COURT OF APPEALS OF THE STATE OF ALASKA
Jul 25, 2018
Court of Appeals No. A-12319 (Alaska Ct. App. Jul. 25, 2018)

Opinion

Court of Appeals No. A-12319 No. 6659

07-25-2018

EMMANUEL CANCEL, Appellant, v. STATE OF ALASKA, Appellee.

Appearances: Justin A. Tapp, Denali Law Group, Anchorage, under contract with the Office of Public Advocacy, for the Appellant. Melissa Wininger-Howard, Assistant District Attorney, Palmer, and Jahna Lindemuth, Attorney General, Juneau, for the Appellee.


NOTICE Memorandum decisions of this Court do not create legal precedent. See Alaska Appellate Rule 214(d) and Paragraph 7 of the Guidelines for Publication of Court of Appeals Decisions (Court of Appeals Order No. 3). Accordingly, this memorandum decision may not be cited as binding authority for any proposition of law. Trial Court No. 3PA-11-1628 CR

MEMORANDUM OPINION

Appeal from the Superior Court, Third Judicial District, Palmer, Eric Smith, Judge. Appearances: Justin A. Tapp, Denali Law Group, Anchorage, under contract with the Office of Public Advocacy, for the Appellant. Melissa Wininger-Howard, Assistant District Attorney, Palmer, and Jahna Lindemuth, Attorney General, Juneau, for the Appellee. Before: Mannheimer, Chief Judge, Coats, Senior Judge, and Suddock, Superior Court Judge. Judge MANNHEIMER.

Sitting by assignment made pursuant to Article IV, Section 11 of the Alaska Constitution and Administrative Rule 23(a).

Sitting by assignment made pursuant to Article IV, Section 16 of the Alaska Constitution and Administrative Rule 24(d).

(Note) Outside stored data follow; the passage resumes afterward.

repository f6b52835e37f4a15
use axum::{http::StatusCode, response::IntoResponse, Json};
use serde_json::json;

#[axum::debug_handler]
pub async fn health() -> impl IntoResponse {
    let body = json!({
        "status": "ok",
    });
    (StatusCode::OK, Json(body))
}
use crate::dto::dashboard_dto::CallRequest;
use crate::error::{Error, Result};
use crate::models::candidate::status;
use crate::services::scheduling;
use crate::utils::backend_url::resolve_backend_url;
use crate::AppState;
use axum::{
    extract::{Path, State},
    http::{header, HeaderMap},
    response::IntoResponse,
    Json,
};
use serde_json::json;

fn backend_base(state: &AppState, headers: &HeaderMap) -> String {
    let host = headers
        .get(header::HOST)
        .or_else(|| headers.get("x-forwarded-host"))
        .and_then(|v| v.to_str().ok());
    resolve_backend_url(state.backend_override.as_deref(), host)
}

/// `POST /api/call`: places an outbound confirmation call.
///
/// Ordering matters here: the alternative slots are computed first, then the
/// placement request goes out, and only a successful placement (a non-empty
/// execution id) flips the candidate to `calling` and rewrites the store.
/// A failed placement leaves the store file untouched.
pub async fn initiate_call(
    State(state): State<AppState>,
    headers: HeaderMap,
    Json(request): Json<CallRequest>,
) -> Result<impl IntoResponse> {
    let mut data = state.store.load().await.map_err(|e| {
        tracing::error!(error = ?e, "Error reading store during call initiation");
        Error::Internal("Failed to initiate call".to_string())
    })?;

    let pos = data
        .candidates
        .iter()
        .position(|c| c.id == request.candidate_id)
        .ok_or_else(|| Error::NotFound("Candidate not found".to_string()))?;

    let alternative_slots =
        scheduling::alternative_slots(&data.candidates[pos], &data.available_slots);

    let base_url = backend_base(&state, &headers);
    let execution_id = state
        .voice
        .place_call(&base_url, &request)
        .await
        .map_err(|e| {
            tracing::error!(error = %e, backend = %base_url, "Call placement failed");
            let cause = match e {
                Error::Internal(msg) => msg,
                other => other.to_string(),
            };
            Error::Internal(format!(
                "Failed to initiate call: {}. Make sure the voice backend is running on {}",
                cause, base_url
            ))
        })?;

    data.candidates[pos].status = status::CALLING.to_string();
    state.store.save(&data).await?;
    tracing::info!(
        candidate_id = request.candidate_id,
        execution_id = %execution_id,
        "Call initiated"
    );

    Ok(Json(json!({
        "success": true,
        "executionId": execution_id,
        "message": "Call initiated successfully",
        "alternativeSlots": alternative_slots,
    })))
}

/// `GET /api/call-status/:execution_id`: relays the voice backend's
/// execution details. An unreachable backend degrades to a synthetic
/// `unknown` status instead of an error so the polling UI keeps working.
pub async fn call_status(
    State(state): State<AppState>,
    headers: HeaderMap,
    Path(execution_id): Path<String>,
) -> Result<impl IntoResponse> {
    let base_url = backend_base(&state, &headers);

    match state.voice.execution_status(&base_url, &execution_id).await {
        Ok(details) => Ok(Json(json!({ "success": true, "details": details }))),
        Err(e) => {
            tracing::warn!(error = %e, %execution_id, "Call status lookup failed, degrading");
            let cause = match e {
                Error::Internal(msg) => msg,
                other => other.to_string(),
            };
            Ok(Json(json!({
                "success": true,
                "details": {
                    "executionId": execution_id,
                    "status": "unknown",
                    "error": format!("Could not fetch status: {}", cause),
                },
            })))
        }
    }
}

Emmanuel Cancel appeals his convictions on three counts of first-degree sexual abuse of a minor, as well as the composite sentence that he received for these crimes.

Cancel's convictions were based on his pleas of guilty to the charges. On appeal, Cancel argues that he received inaccurate advice from his attorneys about the sentencing consequences of his pleas — in particular, the range of sentences that Cancel faced if the State proved aggravating factors. Cancel asserts that, because he did not fully understand the consequences of his guilty pleas, the superior court should have allowed him to withdraw his pleas.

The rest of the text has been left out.